Perceived Truth: I am a hard worker, and I put my work first because I love it. It’s an honorable thing to be a hard worker.

After some communication we got down to the heart of the matter. truth, next exit

Actual Truth: I have very little sincere belief in myself, and growing up I didn’t do well in school, so I am going to prove to all those people who didn’t believe in me that I am successful. In reality, I love the cash and  showing all those naysayers how awesome I am.

As you may remember from my previous post, What if Being Right is actually Wrong:

The need to prove anything at all is a reflection that you are out of affinity/peace with yourself, and a sign you don’t feel like you are enough just as you are. If you feel like you aren’t enough, you have to perform as a way of gaining the approval and acceptance from others to make up for approval and acceptance you aren’t giving yourself. In order to perform, you forsake your authenticity, and authenticity is where true self-worth, and ultimately joy, sprouts.

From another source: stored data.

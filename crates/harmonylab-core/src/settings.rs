//! Session settings shared by the generator, scheduler, and synth

use serde::{Deserialize, Serialize};

use crate::notes::{KeyName, Mode};

/// 16th-note subdivisions per bar, the universal step grid
pub const STEPS_PER_BAR: u32 = 16;
pub const SUPPORTED_BARS: [u8; 3] = [4, 8, 16];
pub const BPM_MIN: f64 = 70.0;
pub const BPM_MAX: f64 = 130.0;
pub const SWING_MAX: f64 = 0.25;

#[derive(Debug, Clone, Copy, PartialEq, Eq, Default, Serialize, Deserialize)]
#[serde(rename_all = "lowercase")]
pub enum SynthStyle {
    #[default]
    Modern,
    Chiptune,
    Ambient,
}

/// Immutable value struct; mutate by building a new one and calling
/// [`Settings::clamped`]
#[derive(Debug, Clone, PartialEq, Serialize, Deserialize)]
#[serde(rename_all = "camelCase")]
pub struct Settings {
    pub key: KeyName,
    pub mode: Mode,
    pub bars: u8,
    pub bpm: f64,
    /// Fraction of a step the off-8th 16ths are delayed, 0..=0.25
    pub swing: f64,
    pub master: f32,
    pub cutoff: f32,
    #[serde(rename = "delayFB")]
    pub delay_fb: f32,
    pub drive: f32,
    pub limiter: bool,
    pub auto_gain: bool,
    pub nice: bool,
    pub lock_notes: bool,
    pub synth_style: SynthStyle,
}

impl Default for Settings {
    fn default() -> Self {
        Self {
            key: KeyName::C,
            mode: Mode::Major,
            bars: 8,
            bpm: 90.0,
            swing: 0.08,
            master: 0.8,
            cutoff: 1800.0,
            delay_fb: 0.35,
            drive: 0.15,
            limiter: true,
            auto_gain: true,
            nice: false,
            lock_notes: false,
            synth_style: SynthStyle::Modern,
        }
    }
}

impl Settings {
    /// Total 16th-note steps in one loop
    pub fn loop_steps(&self) -> u32 {
        self.bars as u32 * STEPS_PER_BAR
    }

    /// Enforce every field bound; an unsupported bar count falls back to
    /// the default 8
    pub fn clamped(mut self) -> Self {
        if !SUPPORTED_BARS.contains(&self.bars) {
            self.bars = 8;
        }
        self.bpm = self.bpm.clamp(BPM_MIN, BPM_MAX);
        self.swing = self.swing.clamp(0.0, SWING_MAX);
        self.master = self.master.clamp(0.0, 1.0);
        self.cutoff = self.cutoff.clamp(100.0, 12_000.0);
        self.delay_fb = self.delay_fb.clamp(0.0, 0.8);
        self.drive = self.drive.clamp(0.0, 0.5);
        self
    }
}

#[cfg(test)]
mod tests {
    use super::*;

    #[test]
    fn test_default_settings() {
        let settings = Settings::default();
        assert_eq!(settings.bars, 8);
        assert_eq!(settings.loop_steps(), 128);
        assert_eq!(settings, settings.clone().clamped());
    }

    #[test]
    fn test_clamped() {
        let settings = Settings {
            bars: 5,
            bpm: 300.0,
            swing: 0.9,
            drive: 2.0,
            ..Default::default()
        }
        .clamped();
        assert_eq!(settings.bars, 8);
        assert_eq!(settings.bpm, BPM_MAX);
        assert_eq!(settings.swing, SWING_MAX);
        assert_eq!(settings.drive, 0.5);
    }

    #[test]
    fn test_serde_field_names() {
        let json = serde_json::to_string(&Settings::default()).unwrap();
        assert!(json.contains("\"delayFB\""));
        assert!(json.contains("\"autoGain\""));
        assert!(json.contains("\"lockNotes\""));
        assert!(json.contains("\"synthStyle\":\"modern\""));

        let parsed: Settings = serde_json::from_str(&json).unwrap();
        assert_eq!(parsed, Settings::default());
    }
}
impl LookaheadScheduler {
    pub fn new(clock: Arc<dyn AudioClock>, sink: Arc<dyn NoteSink>) -> Self {
        Self::with_poll_interval(clock, sink, TICK_INTERVAL)
    }

    /// Override the poll cadence. Tests pass a long interval and drive
    /// [`LookaheadScheduler::tick`] manually.
    pub fn with_poll_interval(
        clock: Arc<dyn AudioClock>,
        sink: Arc<dyn NoteSink>,
        poll_interval: Duration,
    ) -> Self {
        Self {
            shared: Arc::new(Shared {
                clock,
                sink,
                state: Mutex::new(SchedulerState {
                    cached_events: Vec::new(),
                    cached_settings: Settings::default(),
                    run: None,
                    listeners: Vec::new(),
                }),
                running: AtomicBool::new(false),
            }),
            poll_interval,
            poll: Mutex::new(None),
        }
    }

    /// Begin looping playback from step 0 at the current clock time.
    /// Restarts cleanly if already running.
    pub fn start(&self, events: &[NoteEvent], settings: &Settings) {
        self.halt_polling();

        {
            let Ok(mut state) = self.shared.state.lock() else {
                return;
            };
            let sorted = sorted_by_step(events);
            state.cached_events = sorted.clone();
            state.cached_settings = settings.clone();
            state.run = Some(RunState::new(
                sorted,
                settings.clone(),
                self.shared.clock.now(),
            ));
            notify(&mut state.listeners, None);
        }

        self.shared.sink.stop_all();

        let (stop_tx, stop_rx) = bounded::<()>(1);
        let shared = self.shared.clone();
        let interval = self.poll_interval;
        self.shared.running.store(true, Ordering::SeqCst);
        let thread = thread::spawn(move || {
            loop {
                match stop_rx.recv_timeout(interval) {
                    Err(RecvTimeoutError::Timeout) => run_tick(&shared),
                    _ => break,
                }
            }
            shared.running.store(false, Ordering::SeqCst);
        });
        if let Ok(mut poll) = self.poll.lock() {
            *poll = Some(PollHandle { stop_tx, thread });
        }

        debug!(bars = settings.bars, bpm = settings.bpm, "scheduler started");
        run_tick(&self.shared);
    }

    /// Synchronous stop: after this returns no further dispatch occurs
    /// until the next start.
    pub fn stop(&self) {
        self.halt_polling();
        self.shared.sink.stop_all();
        let Ok(mut state) = self.shared.state.lock() else {
            return;
        };
        state.run = None;
        notify(&mut state.listeners, None);
    }

    /// Replace the event list. While running this restarts the loop from
    /// step 0 at the current clock time; while stopped it only updates the
    /// cache.
    pub fn set_events(&self, events: &[NoteEvent]) {
        let Ok(mut state) = self.shared.state.lock() else {
            return;
        };
        let sorted = sorted_by_step(events);
        state.cached_events = sorted.clone();
        let now = self.shared.clock.now();
        if let Some(run) = state.run.as_mut() {
            run.events = sorted;
            run.rewind(now);
        }
        notify(&mut state.listeners, None);
    }

    /// Apply new settings. A tempo, swing, or bar-count change invalidates
    /// every previously computed time, so the loop restarts exactly like
    /// [`LookaheadScheduler::set_events`].
    pub fn update_settings(&self, settings: &Settings) {
        let Ok(mut state) = self.shared.state.lock() else {
            return;
        };
        state.cached_settings = settings.clone();
        let now = self.shared.clock.now();
        if let Some(run) = state.run.as_mut() {
            run.settings = settings.clone();
            run.loop_steps = settings.bars.max(1) as u64 * STEPS_PER_BAR as u64;
            run.rewind(now);
        }
        notify(&mut state.listeners, None);
    }

    pub fn is_running(&self) -> bool {
        self.shared.running.load(Ordering::SeqCst)
    }

    /// Subscribe to "about to play" notifications. `None` marks every
    /// reset (start, stop, event/settings change). Dropping the receiver
    /// cancels the subscription.
    pub fn subscribe(&self) -> Receiver<Option<NoteEvent>> {
        let (tx, rx) = unbounded();
        let _ = tx.send(None);
        if let Ok(mut state) = self.shared.state.lock() {
            state.listeners.push(tx);
        }
        rx
    }

    /// Run one scheduling pass immediately
    pub fn tick(&self) {
        run_tick(&self.shared);
    }

    fn halt_polling(&self) {
        let handle = {
            let Ok(mut poll) = self.poll.lock() else {
                return;
            };
            poll.take()
        };
        if let Some(PollHandle { stop_tx, thread }) = handle {
            let _ = stop_tx.send(());
            let _ = thread.join();
        }
    }
}

impl Drop for LookaheadScheduler {
    fn drop(&mut self) {
        self.halt_polling();
    }
}

fn sorted_by_step(events: &[NoteEvent]) -> Vec<NoteEvent> {
    let mut sorted = events.to_vec();
    sorted.sort_by_key(|event| event.step);
    sorted
}

fn notify(listeners: &mut Vec<Sender<Option<NoteEvent>>>, event: Option<NoteEvent>) {
    listeners.retain(|listener| listener.send(event.clone()).is_ok());
}

/// One scheduling pass: dispatch every percussion step and melodic event
/// whose time falls inside the lookahead horizon.
fn run_tick(shared: &Shared) {
    let Ok(mut state) = shared.state.lock() else {
        return;
    };
    let SchedulerState { run, listeners, .. } = &mut *state;
    let Some(run) = run.as_mut() else {
        return;
    };

    let horizon = shared.clock.now() + LOOKAHEAD_SECS;

    // Percussion repeats every bar regardless of loop length
    loop {
        let step = run.next_drum_step;
        let time = run.start_time + step_to_time(step, run.settings.bpm, run.settings.swing);
        if time > horizon {
            break;
        }
        shared
            .sink
            .play_percussion((step % STEPS_PER_BAR as u64) as u8, time, &run.settings);
        run.next_drum_step += 1;
    }

    while !run.events.is_empty() {
        let event = run.events[run.next_event].clone();
        let absolute_step = event.step as u64 + run.loop_count * run.loop_steps;
        let time =
            run.start_time + step_to_time(absolute_step, run.settings.bpm, run.settings.swing);
        if time > horizon {
            break;
        }
        notify(listeners, Some(event.clone()));
        shared.sink.play(&event, time, &run.settings);
        run.next_event += 1;
        if run.next_event >= run.events.len() {
            run.next_event = 0;
            run.loop_count += 1;
        }
    }
}
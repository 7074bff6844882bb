//! Key + mode → scale and pentatonic pitch classes

use crate::notes::{transpose_pitch_class, KeyName, Mode};

const MAJOR_INTERVALS: [u8; 7] = [0, 2, 4, 5, 7, 9, 11];
const NATURAL_MINOR_INTERVALS: [u8; 7] = [0, 2, 3, 5, 7, 8, 10];

/// Degree indices into the 7-note scale that form the pentatonic subset
const MAJOR_PENTATONIC_DEGREES: [usize; 5] = [0, 1, 2, 4, 5];
const MINOR_PENTATONIC_DEGREES: [usize; 5] = [0, 2, 3, 4, 6];

/// Pitch classes of the 7-note scale rooted at the key
pub fn scale_pitch_classes(key: KeyName, mode: Mode) -> [u8; 7] {
    let root = key.pitch_class();
    let intervals = match mode {
        Mode::Major => MAJOR_INTERVALS,
        Mode::Minor => NATURAL_MINOR_INTERVALS,
    };
    intervals.map(|interval| transpose_pitch_class(root, interval))
}

/// Pentatonic subset of the scale, in scale order
pub fn pentatonic_pitch_classes(key: KeyName, mode: Mode) -> [u8; 5] {
    let scale = scale_pitch_classes(key, mode);
    let degrees = match mode {
        Mode::Major => MAJOR_PENTATONIC_DEGREES,
        Mode::Minor => MINOR_PENTATONIC_DEGREES,
    };
    degrees.map(|degree| scale[degree])
}

#[cfg(test)]
mod tests {
    use super::*;

    #[test]
    fn test_scale_pitch_classes() {
        assert_eq!(
            scale_pitch_classes(KeyName::C, Mode::Major),
            [0, 2, 4, 5, 7, 9, 11]
        );
        assert_eq!(
            scale_pitch_classes(KeyName::A, Mode::Minor),
            [9, 11, 0, 2, 4, 5, 7]
        );
        assert_eq!(
            scale_pitch_classes(KeyName::FSharp, Mode::Major),
            [6, 8, 10, 11, 1, 3, 5]
        );
    }

    #[test]
    fn test_pentatonic_pitch_classes() {
        assert_eq!(
            pentatonic_pitch_classes(KeyName::C, Mode::Major),
            [0, 2, 4, 7, 9]
        );
        assert_eq!(
            pentatonic_pitch_classes(KeyName::A, Mode::Minor),
            [9, 0, 2, 4, 7]
        );
    }
}
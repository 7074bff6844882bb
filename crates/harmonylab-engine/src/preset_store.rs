//! File-backed preset storage: one `presets.json` per store directory

use std::fs;
use std::path::PathBuf;
use std::time::{SystemTime, UNIX_EPOCH};

use harmonylab_core::{PresetError, PresetPayload};
use thiserror::Error;
use tracing::warn;

const STORE_FILE: &str = "presets.json";

#[derive(Debug, Error)]
pub enum PresetStoreError {
    #[error("IO error: {0}")]
    Io(#[from] std::io::Error),
    #[error(transparent)]
    Preset(#[from] PresetError),
}

pub struct PresetStore {
    path: PathBuf,
}

impl PresetStore {
    pub fn new(dir: impl Into<PathBuf>) -> Self {
        Self {
            path: dir.into().join(STORE_FILE),
        }
    }

    fn read_all(&self) -> Vec<PresetPayload> {
        let Ok(raw) = fs::read_to_string(&self.path) else {
            return Vec::new();
        };
        match serde_json::from_str(&raw) {
            Ok(presets) => presets,
            Err(err) => {
                warn!("Ignoring unreadable preset store: {}", err);
                Vec::new()
            }
        }
    }

    fn write_all(&self, presets: &[PresetPayload]) -> Result<(), PresetStoreError> {
        if let Some(parent) = self.path.parent() {
            fs::create_dir_all(parent)?;
        }
        let json = serde_json::to_string_pretty(presets).map_err(PresetError::from)?;
        fs::write(&self.path, json)?;
        Ok(())
    }

    /// Save a preset, replacing any existing one with the same name.
    /// `createdAt` is stamped with the current time.
    pub fn save(&self, payload: PresetPayload) -> Result<(), PresetStoreError> {
        payload.validate()?;
        let mut presets: Vec<PresetPayload> = self
            .read_all()
            .into_iter()
            .filter(|preset| preset.name != payload.name)
            .collect();
        let created_at = SystemTime::now()
            .duration_since(UNIX_EPOCH)
            .map(|elapsed| elapsed.as_millis() as u64)
            .unwrap_or(0);
        presets.push(PresetPayload {
            created_at,
            ..payload
        });
        self.write_all(&presets)
    }

    pub fn load(&self, name: &str) -> Option<PresetPayload> {
        self.read_all()
            .into_iter()
            .find(|preset| preset.name == name)
    }

    /// All presets, newest first
    pub fn list(&self) -> Vec<PresetPayload> {
        let mut presets = self.read_all();
        presets.sort_by(|a, b| b.created_at.cmp(&a.created_at));
        presets
    }

    pub fn delete(&self, name: &str) -> Result<(), PresetStoreError> {
        let presets: Vec<PresetPayload> = self
            .read_all()
            .into_iter()
            .filter(|preset| preset.name != name)
            .collect();
        self.write_all(&presets)
    }

    /// Import a serialized payload; all-or-nothing, nothing is written
    /// when parsing or validation fails
    pub fn import(&self, serialized: &str) -> Result<PresetPayload, PresetStoreError> {
        let payload = PresetPayload::from_json(serialized)?;
        self.save(payload.clone())?;
        Ok(payload)
    }

    pub fn export(&self, name: &str) -> Option<String> {
        self.load(name).and_then(|preset| preset.to_json().ok())
    }
}
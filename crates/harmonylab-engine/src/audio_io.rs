//! cpal output stream wrapper

use std::sync::atomic::{AtomicBool, Ordering};
use std::sync::Arc;

use cpal::traits::{DeviceTrait, HostTrait, StreamTrait};
use cpal::StreamConfig;
use thiserror::Error;
use tracing::{error, info};

#[derive(Debug, Error)]
pub enum AudioOutputError {
    #[error("No audio output devices found")]
    NoDevices,
    #[error("Failed to get default output config: {0}")]
    ConfigError(String),
    #[error("Failed to build output stream: {0}")]
    StreamError(String),
}

/// Real-time output stream pulling f32 frames from a render callback
pub struct RealtimeOutputStream {
    stop_flag: Arc<AtomicBool>,
    sample_rate: u32,
    channels: u16,
    _stream: cpal::Stream,
}

impl RealtimeOutputStream {
    /// Open the default output device and start pulling samples from
    /// `render(buffer, sample_rate, channels)`
    pub fn start<F>(render: F) -> Result<Self, AudioOutputError>
    where
        F: FnMut(&mut [f32], u32, u16) + Send + 'static,
    {
        let host = cpal::default_host();
        let device = host
            .default_output_device()
            .ok_or(AudioOutputError::NoDevices)?;

        let supported_config = device
            .default_output_config()
            .map_err(|e| AudioOutputError::ConfigError(e.to_string()))?;

        let sample_rate = supported_config.sample_rate().0;
        let channels = supported_config.channels();

        let stop_flag = Arc::new(AtomicBool::new(false));
        let stop_clone = stop_flag.clone();

        let config: StreamConfig = supported_config.into();
        let mut render = render;

        let stream = device
            .build_output_stream(
                &config,
                move |data: &mut [f32], _: &cpal::OutputCallbackInfo| {
                    if stop_clone.load(Ordering::SeqCst) {
                        data.fill(0.0);
                        return;
                    }
                    render(data, sample_rate, channels);
                },
                move |err| error!("Output stream error: {}", err),
                None,
            )
            .map_err(|e| AudioOutputError::StreamError(e.to_string()))?;

        stream
            .play()
            .map_err(|e| AudioOutputError::StreamError(e.to_string()))?;

        info!(sample_rate, channels, "Started realtime output stream");

        Ok(Self {
            stop_flag,
            sample_rate,
            channels,
            _stream: stream,
        })
    }

    pub fn sample_rate(&self) -> u32 {
        self.sample_rate
    }

    pub fn channels(&self) -> u16 {
        self.channels
    }

    pub fn stop(&self) {
        self.stop_flag.store(true, Ordering::SeqCst);
    }
}

impl Drop for RealtimeOutputStream {
    fn drop(&mut self) {
        self.stop_flag.store(true, Ordering::SeqCst);
    }
}
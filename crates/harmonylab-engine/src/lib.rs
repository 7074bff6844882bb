//! harmonylab-engine: real-time playback services for HarmonyLab: audio
//! clock, lookahead scheduler, synthesis voices, master chain, and preset
//! storage.

mod audio_io;
mod clock;
mod engine;
mod mixer;
mod preset_store;
mod scheduler;
mod synth;

pub use audio_io::{AudioOutputError, RealtimeOutputStream};
pub use clock::{AudioClock, ManualClock, SampleClock};
pub use engine::{AudioEngine, AudioEngineError};
pub use mixer::{MasterChain, ScopeBuffer};
pub use preset_store::{PresetStore, PresetStoreError};
pub use scheduler::{
    step_duration_secs, step_to_time, LookaheadScheduler, NoteSink, LOOKAHEAD_SECS, TICK_INTERVAL,
};
pub use synth::EngineSink;
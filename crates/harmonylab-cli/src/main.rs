//! harmonylab: headless front end for the HarmonyLab engine
//!
//! Usage: harmonylab [KEY] [MODE] [BARS] [BPM] [--play SECONDS]

use std::time::{Duration, Instant};

use anyhow::{bail, Context, Result};
use tracing_subscriber::{layer::SubscriberExt, util::SubscriberInitExt};

use harmonylab_core::{
    build_progression, format_note_text, generate_sequence, KeyName, Mode, PartName, Settings,
    UserNotes, SUPPORTED_BARS,
};
use harmonylab_engine::{AudioEngine, LookaheadScheduler};

struct Args {
    settings: Settings,
    play_secs: Option<f64>,
}

fn parse_args() -> Result<Args> {
    let mut settings = Settings::default();
    let mut play_secs = None;
    let mut positional: Vec<String> = Vec::new();

    let args: Vec<String> = std::env::args().skip(1).collect();
    let mut iter = args.iter();
    while let Some(arg) = iter.next() {
        if arg == "--play" {
            let value = iter
                .next()
                .context("--play requires a duration in seconds")?;
            play_secs = Some(value.parse().context("invalid --play duration")?);
        } else {
            positional.push(arg.clone());
        }
    }

    if let Some(key) = positional.first() {
        settings.key =
            KeyName::from_name(key).with_context(|| format!("unknown key: {key}"))?;
    }
    if let Some(mode) = positional.get(1) {
        settings.mode =
            Mode::from_name(mode).with_context(|| format!("unknown mode: {mode}"))?;
    }
    if let Some(bars) = positional.get(2) {
        settings.bars = bars.parse().context("invalid bar count")?;
        if !SUPPORTED_BARS.contains(&settings.bars) {
            bail!("bar count must be one of {SUPPORTED_BARS:?}");
        }
    }
    if let Some(bpm) = positional.get(3) {
        settings.bpm = bpm.parse().context("invalid bpm")?;
    }

    Ok(Args {
        settings: settings.clamped(),
        play_secs,
    })
}

fn main() -> Result<()> {
    tracing_subscriber::registry()
        .with(tracing_subscriber::fmt::layer())
        .with(
            tracing_subscriber::EnvFilter::from_default_env()
                .add_directive("harmonylab=info".parse()?),
        )
        .init();

    let Args {
        settings,
        play_secs,
    } = parse_args()?;

    let progression = build_progression(settings.mode, settings.bars);
    let sequence = generate_sequence(&settings, &progression, &UserNotes::default());

    println!(
        "{} {} | {} bars @ {:.0} bpm, swing {:.2}",
        settings.key.name(),
        settings.mode.name(),
        settings.bars,
        settings.bpm,
        settings.swing
    );
    println!("progression: {:?}", progression.degrees);
    for part in [PartName::Bass, PartName::Arp, PartName::Lead] {
        println!(
            "{:>4}: {}",
            part.name(),
            format_note_text(sequence.generated.part(part))
        );
    }

    let Some(secs) = play_secs else {
        return Ok(());
    };

    let engine = AudioEngine::start(&settings)
        .context("unable to open an audio output device; generation still works without one")?;
    let scheduler = LookaheadScheduler::new(engine.clock(), engine.sink());
    let notes = scheduler.subscribe();
    scheduler.start(&sequence.events, &settings);
    tracing::info!(secs, "playing");

    let deadline = Instant::now() + Duration::from_secs_f64(secs);
    while Instant::now() < deadline {
        match notes.recv_timeout(Duration::from_millis(200)) {
            Ok(Some(event)) => {
                tracing::info!(part = event.part.name(), step = event.step, "now playing");
            }
            Ok(None) | Err(_) => {}
        }
    }

    scheduler.stop();
    engine.stop();
    Ok(())
}
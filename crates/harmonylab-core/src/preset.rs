//! Preset payloads and their JSON codec

use serde::{Deserialize, Serialize};

use crate::error::PresetError;
use crate::progressions::Progression;
use crate::sequence::{PartNoteMap, UserNotes};
use crate::settings::{Settings, SUPPORTED_BARS};

/// A saved session: settings, progression, overrides, and the generated
/// material they produced
#[derive(Debug, Clone, PartialEq, Serialize, Deserialize)]
#[serde(rename_all = "camelCase")]
pub struct PresetPayload {
    pub name: String,
    /// Milliseconds since the Unix epoch, stamped at save time
    pub created_at: u64,
    pub settings: Settings,
    pub progression: Progression,
    pub user_notes: UserNotes,
    pub generated_notes: PartNoteMap,
}

impl PresetPayload {
    pub fn to_json(&self) -> Result<String, PresetError> {
        Ok(serde_json::to_string_pretty(self)?)
    }

    /// Parse and validate; all-or-nothing, no partial payloads escape
    pub fn from_json(serialized: &str) -> Result<Self, PresetError> {
        let payload: PresetPayload = serde_json::from_str(serialized)?;
        payload.validate()?;
        Ok(payload)
    }

    pub fn validate(&self) -> Result<(), PresetError> {
        if self.name.trim().is_empty() {
            return Err(PresetError::Invalid("preset name is empty".into()));
        }
        if !SUPPORTED_BARS.contains(&self.settings.bars) {
            return Err(PresetError::Invalid(format!(
                "unsupported bar count: {}",
                self.settings.bars
            )));
        }
        if self.progression.degrees.is_empty() {
            return Err(PresetError::Invalid("progression has no degrees".into()));
        }
        if let Some(&degree) = self.progression.degrees.iter().find(|&&degree| degree > 6) {
            return Err(PresetError::Invalid(format!(
                "scale degree out of range: {degree}"
            )));
        }
        Ok(())
    }
}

This is what I mean when I talk about tearing down the illusions that cause pain.

The illusion: If I convince everyone else that I am special and worthy, I will be/feel special and worthy.

The Truth: If you are doing it for others, you’re never going to gain that genuine fulfillment that you seek. If you can’t be authentic, the validation that you receive from others isn’t really a validation for you – it’s for your performance.

Look for the truth that hides behind what you think is true. Don’t judge yourself. You’ve only been operating off of what you’ve been taught.

Truth is awareness, and awareness about you is your gateway to happiness.